By TOM TIGANI
Sunday Times Newspapers
SOUTHGATE — A long-standing cordial relationship between two governmental entities could find them under the same roof before too long.
Mayor Joseph Kuspa began meeting for the last month with Southgate Community School District Supt. David Peden and Board of Education President Edward Gawlik to discuss the possibility of moving district central office employees into City Hall, 14400 Dix-Toledo. Those discussions will be expanded to City Council and board members at the two groups’ annual joint meeting Feb. 9.
Kuspa, whose political stops include a stint on the school board, said the two entities have a history of sharing athletic fields and gymnasiums, and noted that the board has held its meetings in the council chambers for the last few years. And with the recent move of Recreation Department offices out of City Hall and into the civic center and subsequent vacant office space, “the logic to me was to enhance the relationship,” he said.

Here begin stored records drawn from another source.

//! The BLE manager.
use core::cell::RefCell;

use bt_hci::param::BdAddr;
use embassy_sync::blocking_mutex::raw::RawMutex;
use embassy_sync::blocking_mutex::Mutex;

use crate::config::{ManagerConfig, MAX_ADV_DATA_LEN, MAX_ATTR_LEN};
use crate::connection_tracker::{ConnectionTracker, Resolution};
use crate::lifecycle::Lifecycle;
use crate::outbox::NotificationOutbox;
use crate::rendezvous::AttributeRendezvous;
use crate::request_table::RequestTable;
use crate::stack::{BleStack, LookupError, StackError};
use crate::types::gatt::{
    AttrControl, AttrValue, AttributeType, Characteristic, CharacteristicElement, ConnId, DbAttrKind, Descriptor,
    DescriptorElement, GattIf, GattStatus, Service, ServiceId, WriteType,
};
use crate::types::uuid::Uuid;
use crate::{Address, BleManagerError, Error};

struct State {
    lifecycle: Lifecycle,
    server_if: Option<GattIf>,
    client_if: Option<GattIf>,
    connections: ConnectionTracker,
    requests: RequestTable,
    outbox: NotificationOutbox,
}

impl State {
    const fn new() -> Self {
        Self {
            lifecycle: Lifecycle::Disabled,
            server_if: None,
            client_if: None,
            connections: ConnectionTracker::new(),
            requests: RequestTable::new(),
            outbox: NotificationOutbox::new(),
        }
    }

    fn reset(&mut self) {
        self.server_if = None;
        self.client_if = None;
        self.connections.reset();
        self.requests.clear();
        self.outbox.reset();
    }
}

/// Turns an asynchronous, callback-driven BLE stack into blocking operations for one caller.
///
/// The foreground context calls the operations. The stack's callback context reports completions
/// through the `on_*` methods. Both share the manager by reference; all state sits behind a
/// blocking mutex of type `M`, never held while a stack command runs.
///
/// Only `add_service`, `add_characteristic`, `add_descriptor` and `start_service` wait for their
/// completion event, with no timeout. Other operations return once the stack accepted the command.
pub struct BleManager<M: RawMutex, S: BleStack> {
    stack: S,
    config: ManagerConfig,
    state: Mutex<M, RefCell<State>>,
    created: AttributeRendezvous<M>,
}

fn command<T, E: StackError>(what: &str, result: Result<T, E>) -> Result<T, BleManagerError<E>> {
    result.map_err(|e| {
        warn!("[manager] {} refused: {:?}", what, e);
        BleManagerError::Stack(e)
    })
}

fn rejected<E>(error: Error) -> BleManagerError<E> {
    debug!("[manager] rejected: {:?}", error);
    BleManagerError::Manager(error)
}

fn check_len(len: usize, max: usize) -> Result<(), Error> {
    if len > max {
        Err(Error::PayloadTooLarge { len, max })
    } else {
        Ok(())
    }
}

“We have a very simliar taxpayer base,” Kuspa said, noting that the district includes part of Allen Park. “There’s a real logic to doing things together wherever we can.
“It’s a natural progression to have us housed in the same facility.”
Kuspa said while he’s by no means the first to conceive of or advocate cooperation between the city and the district — the two bodies have been working on plans for a joint telephone system since last year, for example — he doesn’t mind being thought of as the one to “aggressively pursue this, put the wheels in motion and make it happen.”
The city is looking at a budget deficit of $1.6 million in 2010-11, while the district is facing a $750,000 deficit in the current fiscal year and could be looking at a $2.25 million shortfall in its estimated $47 million 2010-11 budget.
Peden said the story isn’t quite as big as it seems at first, however. Moving today wouldn’t help “the mess we’re in now,” he said, and the district still has a lease at its current Reeck Road headquarters until 2012. Though the $105,000 annual cost for maintenance and rent is a much better deal than the district was paying for to keep up its old headquarters, Kuspa and Peden agree that moving into City Hall would be even less expensive, though neither would speculate on a dollar figure for the savings at this point.
“We wish that space would have been available three years ago,” Peden said, “but they weren’t ready then.”
He downplayed the current discussions because neither party is in the position to make a move now. “It’ll be a bigger story in a year and a half,” he said.
Board members have expressed some interest in the idea, which he expects will be the No. 1 topic at the upcoming joint meeting. And while they don’t exactly qualify as formal plans, city administration has had some preliminary drawings of possible space configurations to accommodate the 12 district employees who could be making the move. The drawings have been given to district officials and the board for review.
Kuspa said such a move would “open the door to a lot of possibilities”, including streamlining duties common to the city and district into single employees. He said nothing specific in that regard has been discussed, however, and noted that any such change would require the involvement of employee unions.
“We’re not out to diminish their purpose or eliminate or usurp any of each other’ exclusive purposes,” Kuspa said. “But once we’re in the same facility, then it makes sense to investigate the possibilities.”
Peden declined to speculate on any possible duty consolidations. Both leaders agree, however, that the office move could be a mutually beneficial arrangement.
“We share a lot of services,” Kuspa said. “The net effect will be a savings for the taxpayer.”